Mittlerweile stehen etwa 100 Kinder auf der Liste, die in Ebersberg beim SV schwimmen lernen wollen. Immer mehr Eltern suchen bereits anderweitig nach Alternativen, doch auch das sei im Umkreis schwierig, so Michael Krecik. So hat etwa auch das Kirchseeoner Hallenbad seit Sommer 2023 geschlossen - "die nächste Katastrophe", sagt der Schwimmwart. Wegen Corona sei die Liste an Kindern, die gern einen Schwimmkurs machen würden, sowieso schon lang. Mit jedem Monat, den sich die Eröffnung vom Hallenbad nach hinten schiebt, wird sie noch länger. "Wir schieben eine Welle vor uns her, die immer größer wird", so Krecik.
Im Sommer bietet das Grafinger Freibad einen Ferienschwimmkurs für Kinder an
Um trotzdem Trainingseinheiten anbieten zu können, hat sich der Verein in Glonn eingemietet und diesen Vertrag schon diverse Male verlängert. "Wir haben das Zählen aufgehört, wie oft", so Krecik. Weil ihnen der Weg nach Glonn zu weit ist, haben einige Mitglieder sich in den vergangenen Monaten vom SV verabschiedet.
Von weiteren Schwimmschulen, die schon mit den Hufen scharren und sich in Ebersberg angemeldet haben zur Hallenbadnutzung, erzählt Sandra Friesinger. Sie leitet mit ihren Kollegen die Badeaufsicht im Freibad Grafing und wird voraussichtlich auch die vom Hallenbad Ebersberg übernehmen. Um den Andrang an Schwimmschülern etwas abzufedern, bietet das Freibad Grafing im August einen Ferienkurs an. Außerdem wollen Friesinger und ihre Kollegen in den Wintermonaten im Hallenbad Ebersberg Schwimmkurse abhalten.
Betroffen von der Verzögerung ist auch die Grund- und Mittelschule Ebersberg. Ursprünglich war geplant gewesen, zu Beginn des Schuljahrs im September 2023 Schwimmen im Rahmen des Sportunterrichts anzubieten. Dass dies abgesagt werden musste, "war jetzt kein großes Problem", so Schulleiter Alexander Bär. Doch als zusätzlich die Turnhalle an der Floßmannstraße für mehrere Monate ausfiel wegen Einsturzgefahr, sei es schwierig geworden. Der Sportunterricht musste längere Zeit etwa im Waldsportpark, im neuen Vereinsheim des TSV oder draußen abgehalten werden.
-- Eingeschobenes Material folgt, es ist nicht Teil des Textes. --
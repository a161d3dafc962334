//! The addressed, typed pattern tree. A `Pattern` is a cheaply cloneable
//! handle (`Rc<RefCell<..>>`) so that `parent` back-references can be kept
//! as `Weak` pointers instead of the raw/owning pointers the
//! original walker used.

use std::cell::{Ref, RefCell, RefMut};
use std::fmt;
use std::rc::{Rc, Weak};

use ahash::AHashMap;
use pat_diagnostics::Location;
use serde::{Deserialize, Serialize};
use ustr::Ustr;

use crate::literal::Literal;

pub type SectionId = u64;
pub const MAIN_SECTION_ID: SectionId = 0;
pub const HEAP_SECTION_ID: SectionId = 1;
pub const PATTERN_LOCAL_SECTION_ID: SectionId = 2;
pub const INSTANTIATION_SECTION_ID: SectionId = 3;

#[derive(Debug, Copy, Clone, PartialEq, Eq, Hash, Serialize, Deserialize)]
pub enum Visibility {
    Visible,
    Hidden,
    HighlightHidden,
    TreeHidden,
}

#[derive(Debug, Copy, Clone, PartialEq, Eq, Hash, Serialize, Deserialize)]
pub enum Endian {
    Big,
    Little,
    Native,
}

#[derive(Debug, Copy, Clone, PartialEq, Eq, Hash, Serialize, Deserialize)]
pub struct EndianSetting {
    pub endian: Endian,
    pub overridden: bool,
}

impl EndianSetting {
    pub fn inherited(endian: Endian) -> Self {
        Self { endian, overridden: false }
    }

    pub fn explicit(endian: Endian) -> Self {
        Self { endian, overridden: true }
    }
}

/// Variant-specific data. Containers own their children directly (`Vec<Pattern>`);
/// a child's `parent` is a `Weak` handle back into this tree, never a strong
/// cycle.
#[derive(Debug, Clone, Serialize, Deserialize)]
pub enum Variant {
    Padding,
    Unsigned,
    Signed,
    Float,
    Boolean,
    Character,
    WideCharacter,
    String,
    WideString,
    ArrayStatic { children: Vec<Pattern>, element_type_name: String },
    ArrayDynamic { children: Vec<Pattern>, element_type_name: String },
    Struct { children: Vec<Pattern> },
    Union { children: Vec<Pattern> },
    Bitfield { children: Vec<Pattern> },
    BitfieldField { bits: BitfieldFieldKind },
    BitfieldArray { children: Vec<Pattern> },
    Enum { entries: Vec<(Ustr, Literal)> },
    Pointer { pointee: Box<Pattern>, pointer_type_name: String },
    Error { message: String },
}

#[derive(Debug, Clone, Copy, PartialEq, Eq, Serialize, Deserialize)]
pub enum BitfieldFieldKind {
    Unsigned,
    Signed,
    Boolean,
    Enum,
}

#[derive(Serialize, Deserialize)]
pub struct PatternData {
    pub offset: u64,
    pub size: u64,
    pub bit_offset: Option<u8>,
    pub bit_size: Option<u8>,
    pub section_id: SectionId,
    pub endian: EndianSetting,
    pub variable_name: String,
    pub name_location: Location,
    pub type_name: String,
    pub comment: Option<String>,
    pub color: Option<u32>,
    pub visibility: Visibility,
    pub format_read_function: Option<String>,
    pub format_write_function: Option<String>,
    pub transform_function: Option<String>,
    pub attributes: AHashMap<String, Vec<Literal>>,
    pub location: Location,
    #[serde(skip)]
    pub parent: Option<Weak<RefCell<PatternData>>>,
    pub variant: Variant,
}

/// A handle to a pattern-tree node. Cloning is `Rc` clone (shared), not a
/// deep copy; use [`Pattern::detach`] for a genuinely detached subtree.
///
/// Serializing a `Pattern` serializes the owned node data reachable through
/// it; `parent` back-references are skipped (they're rebuilt by the
/// container that deserializes a subtree, the same way [`Pattern::detach`]
/// rebuilds them for a clone).
#[derive(Clone, Serialize, Deserialize)]
pub struct Pattern(Rc<RefCell<PatternData>>);

impl fmt::Debug for Pattern {
    fn fmt(&self, f: &mut fmt::Formatter<'_>) -> fmt::Result {
        let data = self.0.borrow();
        f.debug_struct("Pattern")
            .field("variable_name", &data.variable_name)
            .field("type_name", &data.type_name)
            .field("offset", &data.offset)
            .field("size", &data.size)
            .finish()
    }
}

impl PartialEq for Pattern {
    fn eq(&self, other: &Self) -> bool {
        Rc::ptr_eq(&self.0, &other.0)
    }
}

impl Pattern {
    pub fn new(data: PatternData) -> Self {
        Self(Rc::new(RefCell::new(data)))
    }

    pub fn borrow(&self) -> Ref<'_, PatternData> {
        self.0.borrow()
    }

    pub fn borrow_mut(&self) -> RefMut<'_, PatternData> {
        self.0.borrow_mut()
    }

    pub fn downgrade(&self) -> Weak<RefCell<PatternData>> {
        Rc::downgrade(&self.0)
    }

    pub fn parent(&self) -> Option<Pattern> {
        self.0.borrow().parent.as_ref().and_then(|w| w.upgrade()).map(Pattern)
    }

    pub fn set_parent(&self, parent: &Pattern) {
        self.0.borrow_mut().parent = Some(parent.downgrade());
    }

    pub fn formatted_name(&self) -> String {
        let data = self.0.borrow();
        if data.variable_name.is_empty() {
            data.type_name.clone()
        } else {
            format!("{} {}", data.type_name, data.variable_name)
        }
    }

    pub fn is_iterable(&self) -> bool {
        matches!(
            self.0.borrow().variant,
            Variant::ArrayStatic { .. }
                | Variant::ArrayDynamic { .. }
                | Variant::Struct { .. }
                | Variant::Union { .. }
                | Variant::Bitfield { .. }
                | Variant::BitfieldArray { .. }
        )
    }

    pub fn is_indexable(&self) -> bool {
        self.is_iterable()
    }

    /// `IIterable`: enumerate children in declaration order.
    pub fn children(&self) -> Vec<Pattern> {
        match &self.0.borrow().variant {
            Variant::ArrayStatic { children, .. }
            | Variant::ArrayDynamic { children, .. }
            | Variant::Struct { children }
            | Variant::Union { children }
            | Variant::Bitfield { children }
            | Variant::BitfieldArray { children } => children.clone(),
            _ => Vec::new(),
        }
    }

    /// `IIndexable`: random access by position among children.
    pub fn child_at(&self, index: usize) -> Option<Pattern> {
        self.children().get(index).cloned()
    }

    /// Rebuilds `parent` links after deserializing a subtree, whose
    /// `parent` fields all come back as `None`.
    pub fn relink_parents(&self) {
        for child in self.children() {
            child.set_parent(self);
            child.relink_parents();
        }
        if let Variant::Pointer { pointee, .. } = &self.0.borrow().variant {
            pointee.set_parent(self);
            pointee.relink_parents();
        }
    }

    pub fn accept(&self, visitor: &mut dyn Visitor) {
        visitor.visit(self);
        if self.is_iterable() {
            for child in self.children() {
                child.accept(visitor);
            }
        }
    }

    /// A detached clone: a fresh, independent subtree sharing no parent
    /// with the original.
    pub fn detach(&self) -> Pattern {
        let data = self.0.borrow();
        let variant = clone_variant_detached(&data.variant);
        let cloned = Pattern::new(PatternData {
            offset: data.offset,
            size: data.size,
            bit_offset: data.bit_offset,
            bit_size: data.bit_size,
            section_id: data.section_id,
            endian: data.endian,
            variable_name: data.variable_name.clone(),
            name_location: data.name_location,
            type_name: data.type_name.clone(),
            comment: data.comment.clone(),
            color: data.color,
            visibility: data.visibility,
            format_read_function: data.format_read_function.clone(),
            format_write_function: data.format_write_function.clone(),
            transform_function: data.transform_function.clone(),
            attributes: data.attributes.clone(),
            location: data.location,
            parent: None,
            variant,
        });
        for child in cloned.children() {
            child.set_parent(&cloned);
        }
        log::trace!("detached pattern `{}` from its parent", cloned.borrow().variable_name);
        cloned
    }
}

fn clone_variant_detached(variant: &Variant) -> Variant {
    match variant {
        Variant::ArrayStatic { children, element_type_name } => {
            Variant::ArrayStatic { children: children.iter().map(Pattern::detach).collect(), element_type_name: element_type_name.clone() }
        }
        Variant::ArrayDynamic { children, element_type_name } => {
            Variant::ArrayDynamic { children: children.iter().map(Pattern::detach).collect(), element_type_name: element_type_name.clone() }
        }
        Variant::Struct { children } => Variant::Struct { children: children.iter().map(Pattern::detach).collect() },
        Variant::Union { children } => Variant::Union { children: children.iter().map(Pattern::detach).collect() },
        Variant::Bitfield { children } => Variant::Bitfield { children: children.iter().map(Pattern::detach).collect() },
        Variant::BitfieldArray { children } => Variant::BitfieldArray { children: children.iter().map(Pattern::detach).collect() },
        Variant::Pointer { pointee, pointer_type_name } => {
            Variant::Pointer { pointee: Box::new(pointee.detach()), pointer_type_name: pointer_type_name.clone() }
        }
        other => other.clone(),
    }
}

/// Receives every pattern in a depth-first, declaration-order walk.
pub trait Visitor {
    fn visit(&mut self, pattern: &Pattern);
}

#[cfg(test)]
mod tests {
    use super::*;

    fn leaf(name: &str, offset: u64, size: u64) -> Pattern {
        Pattern::new(PatternData {
            offset,
            size,
            bit_offset: None,
            bit_size: None,
            section_id: MAIN_SECTION_ID,
            endian: EndianSetting::inherited(Endian::Little),
            variable_name: name.to_string(),
            name_location: Location::empty(),
            type_name: "u8".to_string(),
            comment: None,
            color: None,
            visibility: Visibility::Visible,
            format_read_function: None,
            format_write_function: None,
            transform_function: None,
            attributes: AHashMap::new(),
            location: Location::empty(),
            parent: None,
            variant: Variant::Unsigned,
        })
    }

    fn struct_of(name: &str, children: Vec<Pattern>) -> Pattern {
        let size = children.iter().map(|c| c.borrow().size).sum();
        let parent = Pattern::new(PatternData {
            offset: 0,
            size,
            bit_offset: None,
            bit_size: None,
            section_id: MAIN_SECTION_ID,
            endian: EndianSetting::inherited(Endian::Little),
            variable_name: name.to_string(),
            name_location: Location::empty(),
            type_name: name.to_string(),
            comment: None,
            color: None,
            visibility: Visibility::Visible,
            format_read_function: None,
            format_write_function: None,
            transform_function: None,
            attributes: AHashMap::new(),
            location: Location::empty(),
            parent: None,
            variant: Variant::Struct { children: children.clone() },
        });
        for child in &children {
            child.set_parent(&parent);
        }
        parent
    }

    #[test]
    fn struct_children_share_parent() {
        let a = leaf("a", 0, 1);
        let b = leaf("b", 1, 1);
        let s = struct_of("P", vec![a.clone(), b.clone()]);
        assert_eq!(a.parent().unwrap(), s);
        assert_eq!(s.children().len(), 2);
        assert_eq!(s.borrow().size, 2);
    }

    #[test]
    fn detach_produces_parentless_clone() {
        let a = leaf("a", 0, 1);
        let s = struct_of("P", vec![a]);
        let clone = s.detach();
        assert!(clone.parent().is_none());
        assert_ne!(clone, s);
        assert_eq!(clone.children()[0].parent().unwrap(), clone);
    }

    struct CountVisitor(usize);
    impl Visitor for CountVisitor {
        fn visit(&mut self, _pattern: &Pattern) {
            self.0 += 1;
        }
    }

    #[test]
    fn accept_visits_every_node_depth_first() {
        let a = leaf("a", 0, 1);
        let b = leaf("b", 1, 1);
        let s = struct_of("P", vec![a, b]);
        let mut v = CountVisitor(0);
        s.accept(&mut v);
        assert_eq!(v.0, 3);
    }
}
Ein großes Problem seit der Corona-Pandemie sei, dass immer mehr Schülerinnen und Schüler nicht schwimmen könnten, so Bär. Die Lehrer, die mit ihren Klassen zum Schwimmen gehen, müssten künftig ihren Unterricht an diese Gegebenheit anpassen. Welche Klassen im kommenden Schuljahr Schwimmen im Stundenplan stehen haben, stehe jedoch noch nicht fest, so der Ebersberger Schulleiter - das hänge auch am Personal. Denn um Schwimmunterricht zu geben, brauchen Lehrer eine gesonderte Schwimmbefähigung.
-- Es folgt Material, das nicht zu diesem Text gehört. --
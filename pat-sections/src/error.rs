use thiserror::Error;

/// I/O failure surfaced by a [`crate::Section`]. Carries enough context for
/// the evaluator to build an `E0004`/`E0005` diagnostic with a location.
#[derive(Debug, Error, Clone, PartialEq)]
pub enum IoError {
    #[error("read of {length} byte(s) at offset {offset} is out of bounds (section size {size})")]
    OutOfBounds { offset: u64, length: u64, size: u64 },
    #[error("write refused: section is read-only")]
    ReadOnly,
    #[error("write of {length} byte(s) at offset {offset} would grow the section past its {max_size} byte limit")]
    MaxSizeExceeded { offset: u64, length: u64, max_size: u64 },
    #[error("resize to {requested} bytes refused by this section kind")]
    ResizeRefused { requested: u64 },
    #[error("reentrant access to this section")]
    Reentrant,
    #[error("access at offset {offset} crosses an unmapped gap; nearest mapped span starts at {hint}")]
    UnmappedGap { offset: u64, hint: u64 },
}
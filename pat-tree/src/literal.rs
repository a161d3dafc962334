//! The closed sum of runtime values shared by the AST, the evaluator and
//! the pattern tree's `value()`.

use serde::{Deserialize, Serialize};
use thiserror::Error;

use crate::pattern::Pattern;

#[derive(Debug, Error, Clone, PartialEq)]
pub enum CoercionError {
    #[error("cannot convert {from} to {to}")]
    Impossible { from: &'static str, to: &'static str },
}

/// A value produced by evaluating an expression. Every variant exposes a
/// total coercion to every other kind; impossible conversions return
/// [`CoercionError`] rather than panicking.
#[derive(Debug, Clone, Serialize, Deserialize)]
pub enum Literal {
    Unsigned(u128),
    Signed(i128),
    Float(f64),
    Char(char),
    Boolean(bool),
    Str(String),
    Pattern(Pattern),
}

impl Literal {
    pub fn kind_name(&self) -> &'static str {
        match self {
            Literal::Unsigned(_) => "unsigned",
            Literal::Signed(_) => "signed",
            Literal::Float(_) => "float",
            Literal::Char(_) => "char",
            Literal::Boolean(_) => "boolean",
            Literal::Str(_) => "string",
            Literal::Pattern(_) => "pattern",
        }
    }

    pub fn to_unsigned(&self) -> Result<u128, CoercionError> {
        match self {
            Literal::Unsigned(v) => Ok(*v),
            Literal::Signed(v) => Ok(*v as u128),
            Literal::Float(v) => Ok(*v as u128),
            Literal::Char(v) => Ok(*v as u128),
            Literal::Boolean(v) => Ok(*v as u128),
            _ => Err(CoercionError::Impossible { from: self.kind_name(), to: "unsigned" }),
        }
    }

    pub fn to_signed(&self) -> Result<i128, CoercionError> {
        match self {
            Literal::Unsigned(v) => Ok(*v as i128),
            Literal::Signed(v) => Ok(*v),
            Literal::Float(v) => Ok(*v as i128),
            Literal::Char(v) => Ok(*v as i128),
            Literal::Boolean(v) => Ok(*v as i128),
            _ => Err(CoercionError::Impossible { from: self.kind_name(), to: "signed" }),
        }
    }

    pub fn to_float(&self) -> Result<f64, CoercionError> {
        match self {
            Literal::Unsigned(v) => Ok(*v as f64),
            Literal::Signed(v) => Ok(*v as f64),
            Literal::Float(v) => Ok(*v),
            Literal::Boolean(v) => Ok(if *v { 1.0 } else { 0.0 }),
            _ => Err(CoercionError::Impossible { from: self.kind_name(), to: "float" }),
        }
    }

    pub fn to_boolean(&self) -> Result<bool, CoercionError> {
        match self {
            Literal::Unsigned(v) => Ok(*v != 0),
            Literal::Signed(v) => Ok(*v != 0),
            Literal::Float(v) => Ok(*v != 0.0),
            Literal::Boolean(v) => Ok(*v),
            Literal::Char(v) => Ok(*v as u32 != 0),
            _ => Err(CoercionError::Impossible { from: self.kind_name(), to: "boolean" }),
        }
    }

    pub fn to_pattern(&self) -> Result<Pattern, CoercionError> {
        match self {
            Literal::Pattern(p) => Ok(p.clone()),
            _ => Err(CoercionError::Impossible { from: self.kind_name(), to: "pattern" }),
        }
    }

    pub fn to_display_string(&self) -> String {
        match self {
            Literal::Unsigned(v) => v.to_string(),
            Literal::Signed(v) => v.to_string(),
            Literal::Float(v) => format!("{v}"),
            Literal::Char(v) => v.to_string(),
            Literal::Boolean(v) => v.to_string(),
            Literal::Str(v) => v.clone(),
            Literal::Pattern(p) => p.formatted_name(),
        }
    }
}

impl PartialEq for Literal {
    fn eq(&self, other: &Self) -> bool {
        match (self, other) {
            (Literal::Unsigned(a), Literal::Unsigned(b)) => a == b,
            (Literal::Signed(a), Literal::Signed(b)) => a == b,
            (Literal::Float(a), Literal::Float(b)) => a == b,
            (Literal::Char(a), Literal::Char(b)) => a == b,
            (Literal::Boolean(a), Literal::Boolean(b)) => a == b,
            (Literal::Str(a), Literal::Str(b)) => a == b,
            (Literal::Pattern(a), Literal::Pattern(b)) => a == b,
            _ => false,
        }
    }
}

#[cfg(test)]
mod tests {
    use super::*;

    #[test]
    fn numeric_coercions_round_trip() {
        let v = Literal::Signed(-4);
        assert_eq!(v.to_unsigned().unwrap(), (-4i128) as u128);
        assert_eq!(v.to_float().unwrap(), -4.0);
        assert_eq!(v.to_boolean().unwrap(), true);
    }

    #[test]
    fn string_has_no_numeric_coercion() {
        let v = Literal::Str("x".into());
        assert!(v.to_unsigned().is_err());
    }
}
"Eine Verschiebung hat zur anderen geführt", sagt Ebersbergs Bürgermeister Uli Proske
Bürgermeister Ulrich Proske wirkt erleichtert, dass nun mit dem 30. September ein greifbares und realistisches Datum zur Wiedereröffnung des Hallenbads im Raum steht. "Es war eine schwierige Baustelle", fasst er zusammen und erzählt von undichten Fußbodenheizungen und der aufwendigen Lecksuche. Auf die Frage, warum denn immer wieder neue Termine genannt wurden, die dann doch nicht eingehalten werden konnten, holt Proske aus. Die Glasrückwände etwa in den Duschen seien schon verhärtet gewesen, als die Duschköpfe geliefert wurden und man feststellte: Die gebohrten Löcher sind um zwei Millimeter zu klein. Also mussten neue Glasrückwände her. "Es ist immer wieder was dazwischen gekommen", so der Bürgermeister. "Eine Verschiebung hat zur anderen geführt."
Das hat auch Auswirkungen auf die Kosten: Derzeit rechnet man bei der Stadt mit rund elf Millionen Euro. Ein Fördermittelantrag an den Bund wurde nicht bewilligt, teilt die Stadt mit, allerdings beteiligt sich der Freistaat mit insgesamt 1,2 Millionen Euro. Und auf der Baustelle scheint inzwischen ein Endspurt in Sicht: Ende August soll endlich das Badewasser eingelassen werden.